Quand on a le sentiment que le développement de la compassion pour les autres nous pousse à vouloir tirer profit de la situation, Sa Sainteté recommanda de renforcer la pratique de l'amour et de la compassion en la combinant avec la patience et le contentement. Examinez les raisons pour lesquelles vous pratiquez l'amour, la générosité et la moralité.
Une question sur la dévotion au maître spirituel incita Sa Sainteté à examiner les qualités requises d'un bon maître d'école. Il ou elle doit être bien informé(e) et facile à écouter pour les enfants. Mais il doit également répondre aux élèves avec chaleur et affection et être capable de prendre en compte les intérêts à long terme des enfants.
Un enseignant du Dharma est souvent considéré comme un ami vertueux. Djé Tsongkhapa a mentionné que celui qui discipline les autres doit d'abord être lui-même discipliné. Cela signifie qu'il ou elle doit avoir un sens de l'éthique, de la compassion et de la sagesse. Un tel enseignant devrait être quelqu'un qui peut mener ses disciples sur l’ensemble de la voie. Il ou elle devrait être capable de présenter les deux vérités menant à une compréhension des Quatre nobles vérités et du rôle des Trois Joyaux. Un enseignant du Dharma doit être à la fois instruit et expérimenté.
En ce qui concerne l'expérience, Sa Sainteté souligna que Milarépa n'avait pas obtenu l’éveil à la suite d'une retraite de trois ans, mais parce qu'il avait pratiqué toute sa vie. De même, un autre grand maître, Khédroup Norsang Gyatso, élève du premier Dalaï-Lama, a vécu en ermite pendant quarante ans. Il n'est pas facile de progresser sur les terres et chemins.
Un jeune homme demanda à Sa Sainteté comment, dans les circonstances actuelles, la vie normale pouvait être rétablie. Tout d'abord, Sa Sainteté rappela que les écritures décrivent un univers qui émerge de la vacuité, qui demeure puis qui est détruit. Il se demanda si l'urgence du réchauffement de la planète indiquait que, dans ce cycle, le monde serait détruit par le feu.
En ce qui concerne la pandémie, Sa Sainteté exprima une fois de plus à quel point il appréciait les efforts de tant de médecins et d'infirmières qui s'occupent des patients souffrant de cette maladie. Il indiqua que la récitation du mantra de Tara peut être efficace pour soulager la souffrance, mentionnant qu'il fait lui-même cette pratique tous les jours. Il ajouta qu'il prie également ainsi : tant que l'espace durera et que les êtres vivants demeureront, puissé-je moi aussi rester pour dissiper la misère du monde.

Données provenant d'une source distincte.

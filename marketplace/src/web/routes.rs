// marketplace/src/web/routes.rs

use actix_web::{error::JsonPayloadError, error::PathError, web, HttpRequest, HttpResponse};
use tracing::warn;

use crate::errors::AppError;
use crate::web::handlers::{category_handlers, flash_sale_handlers, product_handlers, recovery_handlers};
use crate::web::response::ApiResponse;

async fn health_check_handler() -> HttpResponse {
  HttpResponse::Ok().json(ApiResponse::message("ok"))
}

// Malformed bodies and ids get the same envelope as every other error.
fn json_error_handler(err: JsonPayloadError, _req: &HttpRequest) -> actix_web::Error {
  warn!(error = %err, "Rejected malformed JSON body.");
  AppError::InvalidInput(format!("Invalid request body: {}", err)).into()
}

fn path_error_handler(err: PathError, _req: &HttpRequest) -> actix_web::Error {
  warn!(error = %err, "Rejected malformed path parameter.");
  AppError::InvalidInput("Invalid identifier in path".to_string()).into()
}

pub fn configure_app_routes(cfg: &mut web::ServiceConfig) {
  cfg
    .app_data(web::JsonConfig::default().error_handler(json_error_handler))
    .app_data(web::PathConfig::default().error_handler(path_error_handler))
    .service(
      web::scope("/api/v1")
        .route("/health", web::get().to(health_check_handler))
        .service(
          web::scope("/auth")
            .route(
              "/forgot-password",
              web::post().to(recovery_handlers::forgot_password_handler),
            )
            .route(
              "/reset-password",
              web::post().to(recovery_handlers::reset_password_handler),
            ),
        )
        .service(
          web::scope("/products")
            .route("", web::get().to(product_handlers::list_products_handler))
            .route("", web::post().to(product_handlers::create_product_handler))
            .route("/{product_id}", web::get().to(product_handlers::get_product_handler))
            .route("/{product_id}", web::put().to(product_handlers::update_product_handler))
            .route("/{product_id}", web::delete().to(product_handlers::delete_product_handler))
            .route(
              "/{product_id}/images",
              web::post().to(product_handlers::add_product_image_handler),
            ),
        )
        .service(
          web::scope("/categories")
            .route("", web::get().to(category_handlers::list_categories_handler))
            .route("", web::post().to(category_handlers::create_category_handler)),
        )
        .service(
          web::scope("/flash-sales")
            .route("", web::get().to(flash_sale_handlers::list_flash_sales_handler))
            .route("", web::post().to(flash_sale_handlers::add_flash_sale_handler))
            .route(
              "/{product_id}",
              web::delete().to(flash_sale_handlers::remove_flash_sale_handler),
            ),
        ),
    );
}
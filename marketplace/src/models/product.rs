// marketplace/src/models/product.rs

use chrono::{DateTime, Utc};
use serde::{Deserialize, Serialize};
use sqlx::FromRow;
use uuid::Uuid;

#[derive(Debug, Clone, Serialize, Deserialize, FromRow, PartialEq)]
pub struct Product {
  pub id: Uuid,
  pub vendor_id: Uuid,
  pub name: String,
  pub description: String,
  pub price: f64,
  pub images: Vec<String>, // 1 to 5 references, ordered
  pub category_id: Uuid,
  pub quantity: i64,
  pub created_at: DateTime<Utc>,
  pub updated_at: DateTime<Utc>,
}

/// A validated product ready to be inserted. The store assigns id and timestamps.
#[derive(Debug, Clone, PartialEq)]
pub struct NewProduct {
  pub vendor_id: Uuid,
  pub name: String,
  pub description: String,
  pub price: f64,
  pub images: Vec<String>,
  pub category_id: Uuid,
  pub quantity: i64,
}

/// Partial update applied verbatim: every field that is `Some` overwrites the stored value.
#[derive(Debug, Clone, Default, Deserialize, PartialEq)]
pub struct ProductPatch {
  pub name: Option<String>,
  pub description: Option<String>,
  pub price: Option<f64>,
  pub images: Option<Vec<String>>,
  pub category_id: Option<Uuid>,
  pub quantity: Option<i64>,
}

impl ProductPatch {
  pub fn is_empty(&self) -> bool {
    *self == Self::default()
  }

  /// Applies the patch in place and bumps `updated_at`.
  pub fn apply_to(&self, product: &mut Product, now: DateTime<Utc>) {
    if let Some(name) = &self.name {
      product.name = name.clone();
    }
    if let Some(description) = &self.description {
      product.description = description.clone();
    }
    if let Some(price) = self.price {
      product.price = price;
    }
    if let Some(images) = &self.images {
      product.images = images.clone();
    }
    if let Some(category_id) = self.category_id {
      product.category_id = category_id;
    }
    if let Some(quantity) = self.quantity {
      product.quantity = quantity;
    }
    product.updated_at = now;
  }
}

#[cfg(test)]
mod tests {
  use super::*;

  #[test]
  fn patch_overwrites_only_present_fields() {
    let created = Utc::now();
    let mut product = Product {
      id: Uuid::new_v4(),
      vendor_id: Uuid::new_v4(),
      name: "Widget".into(),
      description: "A widget".into(),
      price: 10.0,
      images: vec!["a.png".into()],
      category_id: Uuid::new_v4(),
      quantity: 3,
      created_at: created,
      updated_at: created,
    };
    let patch: ProductPatch = serde_json::from_value(serde_json::json!({ "price": 12.5, "unknown": true })).unwrap();
    let later = created + chrono::Duration::seconds(5);
    patch.apply_to(&mut product, later);

    assert_eq!(product.price, 12.5);
    assert_eq!(product.name, "Widget");
    assert_eq!(product.quantity, 3);
    assert_eq!(product.updated_at, later);
    assert!(ProductPatch::default().is_empty());
    assert!(!patch.is_empty());
  }
}
// marketplace/src/config.rs

use crate::errors::{AppError, Result};
use crate::services::account_service::AdminSeed;
use crate::services::product_service::{DEFAULT_PRODUCT_IMAGE_URL, MAX_PRODUCT_IMAGES};
use crate::services::{ProductSettings, RecoverySettings};
use dotenvy::dotenv;
use std::env;
use std::str::FromStr;

#[derive(Debug, Clone, Copy, PartialEq, Eq)]
pub enum StoreBackend {
  Postgres,
  Memory,
}

impl FromStr for StoreBackend {
  type Err = AppError;

  fn from_str(s: &str) -> Result<Self> {
    match s.trim().to_ascii_lowercase().as_str() {
      "postgres" | "postgresql" => Ok(StoreBackend::Postgres),
      "memory" => Ok(StoreBackend::Memory),
      other => Err(AppError::Config(format!(
        "Invalid STORE_BACKEND '{}': expected 'postgres' or 'memory'",
        other
      ))),
    }
  }
}

#[derive(Debug, Clone)]
pub struct AppConfig {
  pub server_host: String,
  pub server_port: u16,
  pub store_backend: StoreBackend,
  pub database_url: Option<String>,
  pub database_max_connections: u32,
  pub run_migrations: bool,
  pub app_base_url: String,
  pub email_sender: String,
  pub default_product_image_url: String,
  pub password_reset_ttl_minutes: i64,
  pub seed_admin: Option<AdminSeed>,
}

impl AppConfig {
  /// Loads `.env` if present, then reads the process environment.
  pub fn from_env() -> Result<Self> {
    dotenv().ok();
    Self::from_lookup(|name| env::var(name).ok())
  }

  /// Builds the config from an arbitrary variable source.
  pub fn from_lookup<F>(lookup: F) -> Result<Self>
  where
    F: Fn(&str) -> Option<String>,
  {
    let get_env = |var_name: &str| lookup(var_name).filter(|value| !value.trim().is_empty());
    let env_or = |var_name: &str, default: &str| get_env(var_name).unwrap_or_else(|| default.to_string());

    let server_host = env_or("SERVER_HOST", "127.0.0.1");
    let server_port = env_or("SERVER_PORT", "8080")
      .parse::<u16>()
      .map_err(|e| AppError::Config(format!("Invalid SERVER_PORT: {}", e)))?;
    let store_backend = env_or("STORE_BACKEND", "postgres").parse::<StoreBackend>()?;

    let database_url = get_env("DATABASE_URL");
    if store_backend == StoreBackend::Postgres && database_url.is_none() {
      return Err(AppError::Config(
        "Missing environment variable 'DATABASE_URL' (required when STORE_BACKEND=postgres)".to_string(),
      ));
    }
    let database_max_connections = env_or("DATABASE_MAX_CONNECTIONS", "5")
      .parse::<u32>()
      .map_err(|e| AppError::Config(format!("Invalid DATABASE_MAX_CONNECTIONS: {}", e)))?;
    let run_migrations = env_or("RUN_MIGRATIONS", "true")
      .parse::<bool>()
      .map_err(|e| AppError::Config(format!("Invalid RUN_MIGRATIONS value: {}", e)))?;

    let app_base_url = get_env("APP_BASE_URL").unwrap_or_else(|| format!("http://{}:{}", server_host, server_port));
    let email_sender = env_or("EMAIL_SENDER", "noreply@example.com");
    let default_product_image_url = env_or("DEFAULT_PRODUCT_IMAGE_URL", DEFAULT_PRODUCT_IMAGE_URL);
    let password_reset_ttl_minutes = env_or("PASSWORD_RESET_TTL_MINUTES", "60")
      .parse::<i64>()
      .map_err(|e| AppError::Config(format!("Invalid PASSWORD_RESET_TTL_MINUTES: {}", e)))?;
    if password_reset_ttl_minutes <= 0 {
      return Err(AppError::Config("PASSWORD_RESET_TTL_MINUTES must be positive".to_string()));
    }

    let seed_admin = match (get_env("SEED_ADMIN_EMAIL"), get_env("SEED_ADMIN_PASSWORD")) {
      (Some(email), Some(password)) => Some(AdminSeed { email, password }),
      (None, None) => None,
      _ => {
        return Err(AppError::Config(
          "SEED_ADMIN_EMAIL and SEED_ADMIN_PASSWORD must be set together".to_string(),
        ))
      }
    };

    tracing::info!(backend = ?store_backend, "Application configuration loaded successfully.");

    Ok(Self {
      server_host,
      server_port,
      store_backend,
      database_url,
      database_max_connections,
      run_migrations,
      app_base_url,
      email_sender,
      default_product_image_url,
      password_reset_ttl_minutes,
      seed_admin,
    })
  }

  pub fn bind_address(&self) -> String {
    format!("{}:{}", self.server_host, self.server_port)
  }

  pub fn product_settings(&self) -> ProductSettings {
    ProductSettings {
      default_image_url: self.default_product_image_url.clone(),
      max_images: MAX_PRODUCT_IMAGES,
    }
  }

  pub fn recovery_settings(&self) -> RecoverySettings {
    RecoverySettings {
      app_base_url: self.app_base_url.clone(),
      email_sender: self.email_sender.clone(),
      token_ttl: chrono::Duration::minutes(self.password_reset_ttl_minutes),
    }
  }
}
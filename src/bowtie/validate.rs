//! Record-set validation and derived-column synthesis.

use crate::config::RiskConfig;

use super::risk::{overall_likelihood, overall_severity, RiskLevel};
use super::{columns, BowtieRecord, Role};

#[derive(Debug, Clone, PartialEq, Eq, thiserror::Error)]
pub enum DataValidationError {
    #[error("record set is empty")]
    EmptyRecordSet,
    #[error("missing required columns: {}", .0.join(", "))]
    MissingColumns(Vec<String>),
    #[error("row {row}: required column {column} is empty")]
    MissingField { row: usize, column: &'static str },
    #[error("row {row}: invalid value {value:?} in column {column}")]
    InvalidField {
        row: usize,
        column: String,
        value: String,
    },
}

const REQUIRED_ROLES: [Role; 4] = [
    Role::Activity,
    Role::Pressure,
    Role::CentralProblem,
    Role::Consequence,
];

/// Check a tabular header row for the four required columns.
pub fn validate_columns<S: AsRef<str>>(headers: &[S]) -> Result<(), DataValidationError> {
    let missing: Vec<String> = columns::REQUIRED
        .iter()
        .filter(|required| !headers.iter().any(|h| h.as_ref().trim() == **required))
        .map(|c| c.to_string())
        .collect();
    if missing.is_empty() {
        Ok(())
    } else {
        Err(DataValidationError::MissingColumns(missing))
    }
}

/// Validate a record set for downstream visualization and export.
///
/// Rows are numbered from 1. Required roles must be non-blank; likelihood,
/// severity and any per-link ratings must lie in 1..=5.
pub fn validate(records: &[BowtieRecord]) -> Result<(), DataValidationError> {
    if records.is_empty() {
        return Err(DataValidationError::EmptyRecordSet);
    }
    for (idx, record) in records.iter().enumerate() {
        let row = idx + 1;
        for role in REQUIRED_ROLES {
            if record.term(role).is_missing() {
                return Err(DataValidationError::MissingField {
                    row,
                    column: role.column(),
                });
            }
        }
        check_scale(row, columns::LIKELIHOOD, record.likelihood)?;
        check_scale(row, columns::SEVERITY, record.severity)?;
        if let Some(v) = record.overall_likelihood {
            check_scale(row, columns::OVERALL_LIKELIHOOD, v)?;
        }
        if let Some(v) = record.overall_severity {
            check_scale(row, columns::OVERALL_SEVERITY, v)?;
        }
        if let Some(links) = &record.link_scores {
            for (stem, rating) in super::LinkScores::STEMS.iter().zip(links.in_order()) {
                check_scale(row, &format!("{stem}_Likelihood"), rating.likelihood)?;
                check_scale(row, &format!("{stem}_Severity"), rating.severity)?;
            }
        }
    }
    Ok(())
}

fn check_scale(row: usize, column: &str, value: u8) -> Result<(), DataValidationError> {
    if (1..=5).contains(&value) {
        Ok(())
    } else {
        Err(DataValidationError::InvalidField {
            row,
            column: column.to_string(),
            value: value.to_string(),
        })
    }
}

/// Fill in `overall_likelihood`, `overall_severity` and `risk_level` where
/// absent. Per-link ratings drive the overall values when present; otherwise
/// they copy the record's own likelihood/severity. Values already present
/// are left alone.
pub fn add_default_columns(mut records: Vec<BowtieRecord>, cfg: &RiskConfig) -> Vec<BowtieRecord> {
    for record in &mut records {
        if record.overall_likelihood.is_none() {
            record.overall_likelihood = Some(match &record.link_scores {
                Some(links) => overall_likelihood(links, cfg),
                None => record.likelihood,
            });
        }
        if record.overall_severity.is_none() {
            record.overall_severity = Some(match &record.link_scores {
                Some(links) => overall_severity(links),
                None => record.severity,
            });
        }
        if record.risk_level.is_none() {
            record.risk_level = Some(RiskLevel::from_pair(
                record.effective_likelihood(),
                record.effective_severity(),
                cfg,
            ));
        }
    }
    records
}

#[cfg(test)]
mod tests {
    use super::*;
    use crate::bowtie::{LinkRating, LinkScores, Term};

    fn shipping() -> BowtieRecord {
        BowtieRecord::new("Shipping", "Oil spill", "Marine pollution", "Fish kill", 4, 4)
    }

    #[test]
    fn high_risk_record_validates_and_derives_high() {
        let records = vec![shipping()];
        validate(&records).unwrap();
        let records = add_default_columns(records, &RiskConfig::default());
        assert_eq!(records[0].risk_score(), 16);
        assert_eq!(records[0].risk_level, Some(RiskLevel::High));
        assert_eq!(records[0].overall_likelihood, Some(4));
        assert_eq!(records[0].overall_severity, Some(4));
    }

    #[test]
    fn stale_column_name_is_reported_missing() {
        let headers = ["Activity", "Pressure", "Problem", "Consequence"];
        let err = validate_columns(&headers).unwrap_err();
        assert_eq!(
            err,
            DataValidationError::MissingColumns(vec!["Central_Problem".to_string()])
        );
    }

    #[test]
    fn blank_required_field_names_the_column() {
        let mut record = shipping();
        record.consequence = Term::standard("   ");
        let err = validate(&[record]).unwrap_err();
        assert_eq!(
            err,
            DataValidationError::MissingField {
                row: 1,
                column: "Consequence"
            }
        );
    }

    #[test]
    fn out_of_scale_likelihood_is_invalid() {
        let mut record = shipping();
        record.likelihood = 7;
        assert!(matches!(
            validate(&[record]),
            Err(DataValidationError::InvalidField { row: 1, .. })
        ));
        assert_eq!(validate(&[]), Err(DataValidationError::EmptyRecordSet));
    }

    #[test]
    fn per_link_ratings_drive_overall_values() {
        let mut links = LinkScores::uniform(LinkRating::new(5, 2));
        links.mitigation_consequence.severity = 5;
        let record = shipping().with_link_scores(links);
        let records = add_default_columns(vec![record], &RiskConfig::default());
        assert_eq!(records[0].overall_likelihood, Some(4));
        assert_eq!(records[0].overall_severity, Some(5));
        assert_eq!(records[0].risk_level, Some(RiskLevel::High));
    }

    #[test]
    fn existing_derived_values_are_kept() {
        let mut record = shipping();
        record.risk_level = Some(RiskLevel::Low);
        let records = add_default_columns(vec![record], &RiskConfig::default());
        assert_eq!(records[0].risk_level, Some(RiskLevel::Low));
    }
}
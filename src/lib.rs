#![forbid(unsafe_code)]

//! # bowtie-risk
//!
//! Bowtie environmental risk models. A bowtie places a central problem
//! (an undesired environmental state) between the activities and pressures
//! that cause it on the left and the consequences it leads to on the right,
//! with preventive controls, escalation factors and protective mitigations
//! as barriers along the way.
//!
//! The crate turns hierarchical vocabularies and tabular bowtie records into:
//! - suggested causal links between vocabulary items (`linking`)
//! - a Bayesian network per central problem with exact inference and a
//!   heuristic fallback (`bayes`)
//! - node/edge diagram data (`visual`) and reports (`report`)
//!
//! `workflow` assembles a record set step by step, capturing terms that are
//! not in the vocabulary as custom terms for review.

pub mod bayes;
pub mod bowtie;
pub mod config;
pub mod error;
pub mod linking;
pub mod notify;
pub mod report;
pub mod visual;
pub mod vocabulary;
pub mod workflow;

pub use bayes::{
    analyze_problem, compile, create_cpts, infer, BayesianNetwork, BayesianNetworkStructure,
    Evidence, InferenceMethod, InferenceResult, NodeType, ScenarioPreset,
};
pub use bowtie::{
    add_default_columns, validate, BowtieRecord, DataValidationError, RiskLevel, Role, Term,
};
pub use config::{BowtieConfig, ConfigError};
pub use error::BowtieError;
pub use linking::{find_links, LinkCandidate, LinkOptions, SimilarityMethod, SuggestedLink};
pub use notify::{NoticeLevel, Notifier};
pub use report::{build_report, render_report_html, render_report_markdown, BowtieReport};
pub use visual::{to_graph, BowtieGraph, GraphCache, GraphOptions};
pub use vocabulary::{Vocabulary, VocabularyKind, VocabularyStore, VocabularyTable};
pub use workflow::{Workflow, WorkflowError, WorkflowStep};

Enfin, il fut demandé à Sa Sainteté s'il était possible de développer l'esprit d'éveil de la bodhicitta si l’on n’a pas le sens du renoncement, la détermination de se libérer. Il répondit que les trois principaux aspects de la voie ne se réalisent pas en un seul jour. La détermination de se libérer est enracinée dans la raison. La bodhicitta est elle aussi fondée sur la raison et une vue correcte ; la compréhension de la façon dont les choses existent réellement est également fondée sur la raison. Par conséquent, ces réalisations se développeront grâce à l'étude, à la réflexion et à la méditation, combinées à une réelle volonté d'aider les autres.